Exercise instructions →
Each line of the records that includes "output" should be found and copied.

****************************************

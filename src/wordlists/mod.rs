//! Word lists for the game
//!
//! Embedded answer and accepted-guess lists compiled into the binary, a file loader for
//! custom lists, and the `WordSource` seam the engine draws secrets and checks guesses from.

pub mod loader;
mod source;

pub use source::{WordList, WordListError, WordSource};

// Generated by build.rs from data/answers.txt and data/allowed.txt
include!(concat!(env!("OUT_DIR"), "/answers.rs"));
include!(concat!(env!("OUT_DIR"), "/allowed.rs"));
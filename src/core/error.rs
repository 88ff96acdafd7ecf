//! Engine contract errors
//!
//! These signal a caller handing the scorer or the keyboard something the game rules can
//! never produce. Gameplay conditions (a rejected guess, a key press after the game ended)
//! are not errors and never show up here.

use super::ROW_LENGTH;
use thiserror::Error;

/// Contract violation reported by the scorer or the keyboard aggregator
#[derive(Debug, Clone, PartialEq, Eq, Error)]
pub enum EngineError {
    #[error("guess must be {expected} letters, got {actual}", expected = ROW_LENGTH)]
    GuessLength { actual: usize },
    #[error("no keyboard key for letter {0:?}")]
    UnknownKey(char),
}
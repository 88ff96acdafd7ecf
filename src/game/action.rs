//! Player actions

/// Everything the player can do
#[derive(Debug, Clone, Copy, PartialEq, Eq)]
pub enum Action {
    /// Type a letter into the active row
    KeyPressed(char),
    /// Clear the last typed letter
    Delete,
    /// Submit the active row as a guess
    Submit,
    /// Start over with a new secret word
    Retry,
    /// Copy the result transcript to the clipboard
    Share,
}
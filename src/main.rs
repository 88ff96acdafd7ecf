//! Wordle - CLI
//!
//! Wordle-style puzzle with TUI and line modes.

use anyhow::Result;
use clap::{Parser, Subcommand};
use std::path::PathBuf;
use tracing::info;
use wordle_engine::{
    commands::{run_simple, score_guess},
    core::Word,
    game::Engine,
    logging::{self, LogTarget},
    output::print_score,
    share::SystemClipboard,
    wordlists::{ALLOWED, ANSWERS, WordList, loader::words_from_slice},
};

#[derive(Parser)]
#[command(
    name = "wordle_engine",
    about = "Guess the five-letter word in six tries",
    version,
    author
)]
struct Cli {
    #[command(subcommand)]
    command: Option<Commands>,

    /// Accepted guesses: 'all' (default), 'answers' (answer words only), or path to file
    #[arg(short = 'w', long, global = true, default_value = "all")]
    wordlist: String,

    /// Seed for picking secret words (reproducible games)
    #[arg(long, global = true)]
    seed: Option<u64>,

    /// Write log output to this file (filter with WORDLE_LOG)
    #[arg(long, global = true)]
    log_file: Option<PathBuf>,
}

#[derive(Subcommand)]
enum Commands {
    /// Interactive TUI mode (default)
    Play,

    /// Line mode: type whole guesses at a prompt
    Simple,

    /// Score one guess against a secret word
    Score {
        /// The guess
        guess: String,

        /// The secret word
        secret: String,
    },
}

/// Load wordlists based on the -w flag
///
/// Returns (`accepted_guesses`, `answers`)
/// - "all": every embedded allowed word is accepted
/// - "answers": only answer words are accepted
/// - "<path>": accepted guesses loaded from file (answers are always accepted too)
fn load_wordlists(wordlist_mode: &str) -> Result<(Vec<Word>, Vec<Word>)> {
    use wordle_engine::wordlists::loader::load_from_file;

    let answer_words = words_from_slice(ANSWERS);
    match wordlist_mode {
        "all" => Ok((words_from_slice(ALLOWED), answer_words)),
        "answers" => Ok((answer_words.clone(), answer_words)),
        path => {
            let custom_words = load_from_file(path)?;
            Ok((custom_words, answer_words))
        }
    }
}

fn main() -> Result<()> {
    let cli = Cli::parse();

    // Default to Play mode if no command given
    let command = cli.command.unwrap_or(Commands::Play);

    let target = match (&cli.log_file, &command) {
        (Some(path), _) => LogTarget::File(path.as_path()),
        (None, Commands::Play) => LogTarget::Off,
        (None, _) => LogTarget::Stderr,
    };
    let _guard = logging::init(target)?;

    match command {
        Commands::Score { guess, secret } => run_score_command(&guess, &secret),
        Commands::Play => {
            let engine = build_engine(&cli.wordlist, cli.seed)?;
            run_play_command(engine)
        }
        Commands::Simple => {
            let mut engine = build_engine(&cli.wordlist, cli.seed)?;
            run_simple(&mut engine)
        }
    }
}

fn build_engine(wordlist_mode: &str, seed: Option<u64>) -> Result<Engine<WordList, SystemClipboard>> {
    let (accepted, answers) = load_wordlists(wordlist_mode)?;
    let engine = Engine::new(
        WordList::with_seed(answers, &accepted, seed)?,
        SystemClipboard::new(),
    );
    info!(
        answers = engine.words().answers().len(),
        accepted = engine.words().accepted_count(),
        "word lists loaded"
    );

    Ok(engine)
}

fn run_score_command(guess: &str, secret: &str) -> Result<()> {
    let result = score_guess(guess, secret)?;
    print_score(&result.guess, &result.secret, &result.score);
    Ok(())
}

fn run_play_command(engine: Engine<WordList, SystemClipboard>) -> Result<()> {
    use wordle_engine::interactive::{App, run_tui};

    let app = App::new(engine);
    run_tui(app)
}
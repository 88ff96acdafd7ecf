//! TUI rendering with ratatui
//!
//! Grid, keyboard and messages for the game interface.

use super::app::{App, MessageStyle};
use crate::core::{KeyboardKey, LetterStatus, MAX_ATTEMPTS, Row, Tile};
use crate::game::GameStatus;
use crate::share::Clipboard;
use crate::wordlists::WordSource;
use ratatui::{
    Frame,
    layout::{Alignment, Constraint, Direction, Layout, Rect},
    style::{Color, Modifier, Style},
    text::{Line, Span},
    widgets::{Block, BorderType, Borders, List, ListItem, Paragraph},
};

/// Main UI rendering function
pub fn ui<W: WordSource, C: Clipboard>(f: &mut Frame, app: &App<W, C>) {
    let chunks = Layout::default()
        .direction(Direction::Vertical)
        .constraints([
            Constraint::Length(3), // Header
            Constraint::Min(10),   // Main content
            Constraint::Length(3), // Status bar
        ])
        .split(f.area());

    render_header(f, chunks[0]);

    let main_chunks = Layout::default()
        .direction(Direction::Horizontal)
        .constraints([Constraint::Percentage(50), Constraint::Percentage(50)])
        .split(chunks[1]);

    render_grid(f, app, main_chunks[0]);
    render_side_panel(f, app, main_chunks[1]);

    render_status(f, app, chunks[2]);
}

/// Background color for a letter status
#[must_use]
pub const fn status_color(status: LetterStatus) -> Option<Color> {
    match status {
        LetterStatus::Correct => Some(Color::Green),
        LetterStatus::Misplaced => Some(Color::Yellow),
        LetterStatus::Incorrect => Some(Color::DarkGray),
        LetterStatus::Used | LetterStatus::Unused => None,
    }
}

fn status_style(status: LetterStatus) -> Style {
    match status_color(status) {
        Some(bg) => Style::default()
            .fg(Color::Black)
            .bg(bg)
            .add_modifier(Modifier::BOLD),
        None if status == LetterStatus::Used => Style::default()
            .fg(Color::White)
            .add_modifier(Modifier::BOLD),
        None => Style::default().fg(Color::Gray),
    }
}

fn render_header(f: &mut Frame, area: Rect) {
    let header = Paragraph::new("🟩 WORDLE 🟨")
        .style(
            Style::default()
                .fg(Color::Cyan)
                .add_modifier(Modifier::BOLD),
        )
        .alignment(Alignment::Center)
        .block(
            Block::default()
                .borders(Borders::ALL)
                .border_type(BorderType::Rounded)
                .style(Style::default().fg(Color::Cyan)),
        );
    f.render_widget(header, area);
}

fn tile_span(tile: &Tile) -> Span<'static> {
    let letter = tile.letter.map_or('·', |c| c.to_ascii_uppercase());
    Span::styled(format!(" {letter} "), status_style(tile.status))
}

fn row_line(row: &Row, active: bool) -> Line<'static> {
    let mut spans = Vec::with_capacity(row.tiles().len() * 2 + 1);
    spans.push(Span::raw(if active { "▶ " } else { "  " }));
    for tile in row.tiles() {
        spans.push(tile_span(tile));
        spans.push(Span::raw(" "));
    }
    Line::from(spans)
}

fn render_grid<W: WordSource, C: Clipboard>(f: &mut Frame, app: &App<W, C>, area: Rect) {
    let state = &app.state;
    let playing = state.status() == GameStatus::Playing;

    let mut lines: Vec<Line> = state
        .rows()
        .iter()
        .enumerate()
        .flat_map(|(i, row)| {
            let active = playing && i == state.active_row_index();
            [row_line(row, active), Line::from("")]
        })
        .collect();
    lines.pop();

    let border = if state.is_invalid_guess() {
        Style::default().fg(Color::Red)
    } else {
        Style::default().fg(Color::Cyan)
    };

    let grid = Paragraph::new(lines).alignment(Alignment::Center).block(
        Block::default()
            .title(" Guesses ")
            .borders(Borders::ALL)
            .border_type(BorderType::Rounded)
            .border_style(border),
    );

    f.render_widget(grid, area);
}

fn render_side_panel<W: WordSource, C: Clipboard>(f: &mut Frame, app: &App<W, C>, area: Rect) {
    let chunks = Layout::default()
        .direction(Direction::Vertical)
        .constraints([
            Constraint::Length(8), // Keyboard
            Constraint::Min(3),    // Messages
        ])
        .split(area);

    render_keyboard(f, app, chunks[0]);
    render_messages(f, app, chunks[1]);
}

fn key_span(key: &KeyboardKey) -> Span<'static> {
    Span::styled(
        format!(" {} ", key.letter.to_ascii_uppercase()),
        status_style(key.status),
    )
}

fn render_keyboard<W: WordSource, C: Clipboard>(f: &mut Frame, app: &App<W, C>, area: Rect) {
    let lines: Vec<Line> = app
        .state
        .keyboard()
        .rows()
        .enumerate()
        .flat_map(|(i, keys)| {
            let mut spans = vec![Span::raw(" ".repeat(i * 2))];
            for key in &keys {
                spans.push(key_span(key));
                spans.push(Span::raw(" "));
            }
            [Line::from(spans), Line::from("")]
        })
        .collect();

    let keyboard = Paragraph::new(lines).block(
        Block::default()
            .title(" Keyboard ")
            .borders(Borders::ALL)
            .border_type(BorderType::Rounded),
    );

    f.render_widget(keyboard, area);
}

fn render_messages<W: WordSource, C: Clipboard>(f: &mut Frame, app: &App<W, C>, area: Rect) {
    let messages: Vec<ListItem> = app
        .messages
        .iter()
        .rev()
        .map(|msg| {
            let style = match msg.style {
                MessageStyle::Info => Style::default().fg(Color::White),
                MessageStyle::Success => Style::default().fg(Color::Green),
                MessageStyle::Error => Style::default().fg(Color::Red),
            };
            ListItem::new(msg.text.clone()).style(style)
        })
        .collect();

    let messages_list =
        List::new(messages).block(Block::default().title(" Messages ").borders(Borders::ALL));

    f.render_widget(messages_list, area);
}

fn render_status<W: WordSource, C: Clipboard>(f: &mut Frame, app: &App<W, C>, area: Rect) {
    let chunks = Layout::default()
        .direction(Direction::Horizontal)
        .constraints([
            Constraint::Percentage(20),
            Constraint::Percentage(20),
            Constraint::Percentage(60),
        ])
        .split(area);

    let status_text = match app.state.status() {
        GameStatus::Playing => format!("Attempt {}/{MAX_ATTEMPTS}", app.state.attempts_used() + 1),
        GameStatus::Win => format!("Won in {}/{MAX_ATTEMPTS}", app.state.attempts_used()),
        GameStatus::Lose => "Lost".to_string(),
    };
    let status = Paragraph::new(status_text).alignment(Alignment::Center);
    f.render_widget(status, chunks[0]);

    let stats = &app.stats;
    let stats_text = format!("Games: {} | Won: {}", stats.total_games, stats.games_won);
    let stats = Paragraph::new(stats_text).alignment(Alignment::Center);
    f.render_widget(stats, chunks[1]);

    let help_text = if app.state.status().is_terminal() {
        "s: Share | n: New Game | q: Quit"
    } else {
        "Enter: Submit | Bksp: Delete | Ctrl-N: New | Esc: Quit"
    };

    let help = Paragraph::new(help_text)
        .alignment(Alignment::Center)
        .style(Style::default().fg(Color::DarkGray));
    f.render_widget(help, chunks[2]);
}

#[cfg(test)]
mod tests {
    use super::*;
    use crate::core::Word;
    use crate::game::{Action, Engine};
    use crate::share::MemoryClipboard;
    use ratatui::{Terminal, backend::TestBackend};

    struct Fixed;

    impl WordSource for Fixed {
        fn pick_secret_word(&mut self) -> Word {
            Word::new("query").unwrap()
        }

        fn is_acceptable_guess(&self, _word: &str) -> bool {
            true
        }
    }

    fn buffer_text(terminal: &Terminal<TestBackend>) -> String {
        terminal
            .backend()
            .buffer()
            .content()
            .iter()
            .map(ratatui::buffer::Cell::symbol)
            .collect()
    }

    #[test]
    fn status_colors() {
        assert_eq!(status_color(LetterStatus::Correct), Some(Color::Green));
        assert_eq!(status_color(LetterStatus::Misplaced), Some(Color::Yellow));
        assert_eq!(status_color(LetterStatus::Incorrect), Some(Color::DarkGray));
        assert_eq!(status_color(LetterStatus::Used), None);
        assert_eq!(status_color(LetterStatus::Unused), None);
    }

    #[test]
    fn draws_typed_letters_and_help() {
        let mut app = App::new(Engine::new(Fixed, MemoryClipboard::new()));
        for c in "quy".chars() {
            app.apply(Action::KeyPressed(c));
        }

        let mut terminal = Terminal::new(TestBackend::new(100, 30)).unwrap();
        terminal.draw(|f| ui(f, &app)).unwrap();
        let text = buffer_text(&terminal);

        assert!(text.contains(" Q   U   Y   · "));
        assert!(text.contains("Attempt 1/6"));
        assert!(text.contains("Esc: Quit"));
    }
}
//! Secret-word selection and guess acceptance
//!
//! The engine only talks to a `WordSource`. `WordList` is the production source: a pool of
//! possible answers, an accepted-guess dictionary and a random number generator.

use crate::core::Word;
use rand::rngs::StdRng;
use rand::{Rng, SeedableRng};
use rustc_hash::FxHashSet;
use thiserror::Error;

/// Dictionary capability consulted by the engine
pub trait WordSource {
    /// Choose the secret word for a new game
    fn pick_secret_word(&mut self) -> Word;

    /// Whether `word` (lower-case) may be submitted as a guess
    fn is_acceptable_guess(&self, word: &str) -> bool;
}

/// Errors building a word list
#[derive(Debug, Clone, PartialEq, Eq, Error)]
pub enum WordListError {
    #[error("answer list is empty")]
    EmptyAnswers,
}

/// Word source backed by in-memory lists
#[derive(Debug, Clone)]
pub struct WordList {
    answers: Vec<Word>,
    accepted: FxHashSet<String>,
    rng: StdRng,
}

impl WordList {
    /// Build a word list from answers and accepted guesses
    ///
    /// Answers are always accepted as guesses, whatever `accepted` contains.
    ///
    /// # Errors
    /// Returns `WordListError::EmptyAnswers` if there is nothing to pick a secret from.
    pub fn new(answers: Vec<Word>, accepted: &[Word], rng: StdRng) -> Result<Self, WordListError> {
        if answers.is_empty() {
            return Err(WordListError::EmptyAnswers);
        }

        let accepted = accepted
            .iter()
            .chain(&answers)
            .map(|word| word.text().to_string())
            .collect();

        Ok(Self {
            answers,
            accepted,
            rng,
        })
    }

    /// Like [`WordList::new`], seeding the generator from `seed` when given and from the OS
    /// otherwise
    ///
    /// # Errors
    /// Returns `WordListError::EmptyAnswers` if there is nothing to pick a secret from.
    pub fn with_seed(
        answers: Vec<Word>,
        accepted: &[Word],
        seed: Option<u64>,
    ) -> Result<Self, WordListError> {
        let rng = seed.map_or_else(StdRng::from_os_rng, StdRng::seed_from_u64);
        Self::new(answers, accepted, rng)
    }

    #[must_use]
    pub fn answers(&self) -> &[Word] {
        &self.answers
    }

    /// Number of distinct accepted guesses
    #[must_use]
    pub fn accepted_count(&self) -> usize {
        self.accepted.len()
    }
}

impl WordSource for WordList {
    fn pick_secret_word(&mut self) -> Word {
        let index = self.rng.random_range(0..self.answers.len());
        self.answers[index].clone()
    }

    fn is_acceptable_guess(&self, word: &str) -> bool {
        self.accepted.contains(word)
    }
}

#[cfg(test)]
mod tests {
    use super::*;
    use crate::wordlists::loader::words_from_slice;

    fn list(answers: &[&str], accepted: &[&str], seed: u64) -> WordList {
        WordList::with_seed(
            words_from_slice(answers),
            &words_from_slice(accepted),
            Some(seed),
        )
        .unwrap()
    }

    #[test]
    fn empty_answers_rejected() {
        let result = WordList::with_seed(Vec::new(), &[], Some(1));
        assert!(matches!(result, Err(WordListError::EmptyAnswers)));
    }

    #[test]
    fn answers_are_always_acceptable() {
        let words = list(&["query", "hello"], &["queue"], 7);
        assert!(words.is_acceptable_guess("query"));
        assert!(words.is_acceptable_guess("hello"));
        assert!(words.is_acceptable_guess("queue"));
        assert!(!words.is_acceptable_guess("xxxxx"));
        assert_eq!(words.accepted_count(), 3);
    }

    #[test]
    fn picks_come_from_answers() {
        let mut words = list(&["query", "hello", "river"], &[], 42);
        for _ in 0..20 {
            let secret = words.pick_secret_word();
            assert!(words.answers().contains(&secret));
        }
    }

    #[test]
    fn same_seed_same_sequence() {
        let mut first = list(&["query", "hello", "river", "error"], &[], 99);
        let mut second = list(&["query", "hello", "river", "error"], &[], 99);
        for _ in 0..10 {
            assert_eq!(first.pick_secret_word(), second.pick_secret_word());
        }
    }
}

****************************************

Task solution →
    output::print_score,
    /// Write log output to this file (filter with WORDLE_LOG)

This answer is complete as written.